• [Records drawn from a dataset]:
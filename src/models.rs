use chrono::{DateTime, Utc};
use serde::{Deserialize, Serialize};
use strum::{AsRefStr, Display, EnumIter, EnumString};

#[derive(Debug, Clone, PartialEq, Serialize, Deserialize)]
#[serde(rename_all = "camelCase")]
pub struct Post {
    pub id: String,
    pub title: String,
    pub content: String,
    pub created_at: DateTime<Utc>,
    pub updated_at: DateTime<Utc>,
}

#[derive(Debug, Clone, PartialEq, Serialize, Deserialize)]
#[serde(rename_all = "camelCase")]
pub struct Comment {
    pub id: String,
    pub post_id: String,
    pub author: String,
    pub content: String,
    pub created_at: DateTime<Utc>,
}

#[derive(Debug, Clone, PartialEq, Serialize, Deserialize)]
#[serde(rename_all = "camelCase")]
pub struct Work {
    pub id: String,
    pub title: String,
    pub content: String,
    pub category: WorkCategory,
    pub tech_stack: Vec<String>,
    pub links: Vec<WorkLink>,
    pub status: WorkStatus,
    pub duration: Option<String>,
    pub thumbnail: Option<String>,
    pub published: bool,
    pub created_at: DateTime<Utc>,
    pub updated_at: DateTime<Utc>,
}

#[derive(Debug, Clone, PartialEq, Eq, Serialize, Deserialize)]
pub struct WorkLink {
    pub label: String,
    pub url: String,
}

#[derive(Debug, Clone, PartialEq, Serialize, Deserialize)]
#[serde(rename_all = "camelCase")]
pub struct Archive {
    pub id: String,
    pub title: String,
    pub content: String,
    pub category: ArchiveCategory,
    pub tags: Vec<String>,
    pub rating: Option<u8>,
    pub published: bool,
    pub created_at: DateTime<Utc>,
    pub updated_at: DateTime<Utc>,
}

#[derive(Debug, Clone, PartialEq, Serialize, Deserialize)]
#[serde(rename_all = "camelCase")]
pub struct PageContent {
    pub page: PageName,
    pub title: String,
    pub content: String,
    pub sections: serde_json::Value,
    pub updated_at: DateTime<Utc>,
}

#[derive(
    Debug, Clone, Copy, PartialEq, Eq, Serialize, Deserialize, Display, EnumString, AsRefStr, EnumIter,
)]
#[serde(rename_all = "kebab-case")]
#[strum(serialize_all = "kebab-case")]
pub enum WorkCategory {
    Web,
    Mobile,
    Desktop,
    Library,
    Design,
    Other,
}

#[derive(
    Debug, Clone, Copy, PartialEq, Eq, Serialize, Deserialize, Display, EnumString, AsRefStr, EnumIter,
)]
#[serde(rename_all = "kebab-case")]
#[strum(serialize_all = "kebab-case")]
pub enum WorkStatus {
    Planned,
    InProgress,
    Completed,
    Archived,
}

#[derive(
    Debug, Clone, Copy, PartialEq, Eq, Serialize, Deserialize, Display, EnumString, AsRefStr, EnumIter,
)]
#[serde(rename_all = "kebab-case")]
#[strum(serialize_all = "kebab-case")]
pub enum ArchiveCategory {
    Book,
    Movie,
    Music,
    Game,
    Article,
    Other,
}

/// Pages whose copy is editable from the admin screens.
#[derive(
    Debug, Clone, Copy, PartialEq, Eq, Hash, Serialize, Deserialize, Display, EnumString, AsRefStr, EnumIter,
)]
#[serde(rename_all = "kebab-case")]
#[strum(serialize_all = "kebab-case")]
pub enum PageName {
    Home,
    About,
    Work,
    Archive,
}

impl PageName {
    /// Public path of the page on the site.
    pub fn path(&self) -> &'static str {
        match self {
            PageName::Home => "/",
            PageName::About => "/about",
            PageName::Work => "/work",
            PageName::Archive => "/archive",
        }
    }
}

/// Validated post fields, ready for the store.
#[derive(Debug, Clone, PartialEq)]
pub struct PostDraft {
    pub title: String,
    pub content: String,
}

#[derive(Debug, Clone, PartialEq)]
pub struct CommentDraft {
    pub author: String,
    pub content: String,
}

#[derive(Debug, Clone, PartialEq)]
pub struct WorkDraft {
    pub title: String,
    pub content: String,
    pub category: WorkCategory,
    pub tech_stack: Vec<String>,
    pub links: Vec<WorkLink>,
    pub status: WorkStatus,
    pub duration: Option<String>,
    pub thumbnail: Option<String>,
    pub published: bool,
}

#[derive(Debug, Clone, PartialEq)]
pub struct ArchiveDraft {
    pub title: String,
    pub content: String,
    pub category: ArchiveCategory,
    pub tags: Vec<String>,
    pub rating: Option<u8>,
    pub published: bool,
}

#[derive(Debug, Clone, PartialEq)]
pub struct PageDraft {
    pub title: String,
    pub content: String,
    pub sections: serde_json::Value,
}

• [Your instructions]:
Print the records above exactly as they appear.

• [Output of the task]:
filename src/models.rs
use chrono::{DateTime, Utc};
use serde::{Deserialize, Serialize};
use strum::{AsRefStr, Display, EnumIter, EnumString};

#[derive(Debug, Clone, PartialEq, Serialize, Deserialize)]
#[serde(rename_all = "camelCase")]
pub struct Post {
    pub id: String,
    pub title: String,
    pub content: String,
    pub created_at: DateTime<Utc>,
    pub updated_at: DateTime<Utc>,
}

#[derive(Debug, Clone, PartialEq, Serialize, Deserialize)]
#[serde(rename_all = "camelCase")]
pub struct Comment {
    pub id: String,
    pub post_id: String,
    pub author: String,
    pub content: String,
    pub created_at: DateTime<Utc>,
}

#[derive(Debug, Clone, PartialEq, Serialize, Deserialize)]
#[serde(rename_all = "camelCase")]
pub struct Work {
    pub id: String,
    pub title: String,
    pub content: String,
    pub category: WorkCategory,
    pub tech_stack: Vec<String>,
    pub links: Vec<WorkLink>,
    pub status: WorkStatus,
    pub duration: Option<String>,
    pub thumbnail: Option<String>,
    pub published: bool,
    pub created_at: DateTime<Utc>,
    pub updated_at: DateTime<Utc>,
}

#[derive(Debug, Clone, PartialEq, Eq, Serialize, Deserialize)]
pub struct WorkLink {
    pub label: String,
    pub url: String,
}

#[derive(Debug, Clone, PartialEq, Serialize, Deserialize)]
#[serde(rename_all = "camelCase")]
pub struct Archive {
    pub id: String,
    pub title: String,
    pub content: String,
    pub category: ArchiveCategory,
    pub tags: Vec<String>,
    pub rating: Option<u8>,
    pub published: bool,
    pub created_at: DateTime<Utc>,
    pub updated_at: DateTime<Utc>,
}

#[derive(Debug, Clone, PartialEq, Serialize, Deserialize)]
#[serde(rename_all = "camelCase")]
pub struct PageContent {
    pub page: PageName,
    pub title: String,
    pub content: String,
    pub sections: serde_json::Value,
    pub updated_at: DateTime<Utc>,
}

#[derive(
    Debug, Clone, Copy, PartialEq, Eq, Serialize, Deserialize, Display, EnumString, AsRefStr, EnumIter,
)]
#[serde(rename_all = "kebab-case")]
#[strum(serialize_all = "kebab-case")]
pub enum WorkCategory {
    Web,
    Mobile,
    Desktop,
    Library,
    Design,
    Other,
}

#[derive(
    Debug, Clone, Copy, PartialEq, Eq, Serialize, Deserialize, Display, EnumString, AsRefStr, EnumIter,
)]
#[serde(rename_all = "kebab-case")]
#[strum(serialize_all = "kebab-case")]
pub enum WorkStatus {
    Planned,
    InProgress,
    Completed,
    Archived,
}

#[derive(
    Debug, Clone, Copy, PartialEq, Eq, Serialize, Deserialize, Display, EnumString, AsRefStr, EnumIter,
)]
#[serde(rename_all = "kebab-case")]
#[strum(serialize_all = "kebab-case")]
pub enum ArchiveCategory {
    Book,
    Movie,
    Music,
    Game,
    Article,
    Other,
}

/// Pages whose copy is editable from the admin screens.
#[derive(
    Debug, Clone, Copy, PartialEq, Eq, Hash, Serialize, Deserialize, Display, EnumString, AsRefStr, EnumIter,
)]
#[serde(rename_all = "kebab-case")]
#[strum(serialize_all = "kebab-case")]
pub enum PageName {
    Home,
    About,
    Work,
    Archive,
}

impl PageName {
    /// Public path of the page on the site.
    pub fn path(&self) -> &'static str {
        match self {
            PageName::Home => "/",
            PageName::About => "/about",
            PageName::Work => "/work",
            PageName::Archive => "/archive",
        }
    }
}

/// Validated post fields, ready for the store.
#[derive(Debug, Clone, PartialEq)]
pub struct PostDraft {
    pub title: String,
    pub content: String,
}

#[derive(Debug, Clone, PartialEq)]
pub struct CommentDraft {
    pub author: String,
    pub content: String,
}

#[derive(Debug, Clone, PartialEq)]
pub struct WorkDraft {
    pub title: String,
    pub content: String,
    pub category: WorkCategory,
    pub tech_stack: Vec<String>,
    pub links: Vec<WorkLink>,
    pub status: WorkStatus,
    pub duration: Option<String>,
    pub thumbnail: Option<String>,
    pub published: bool,
}

#[derive(Debug, Clone, PartialEq)]
pub struct ArchiveDraft {
    pub title: String,
    pub content: String,
    pub category: ArchiveCategory,
    pub tags: Vec<String>,
    pub rating: Option<u8>,
    pub published: bool,
}

#[derive(Debug, Clone, PartialEq)]
pub struct PageDraft {
    pub title: String,
    pub content: String,
    pub sections: serde_json::Value,
}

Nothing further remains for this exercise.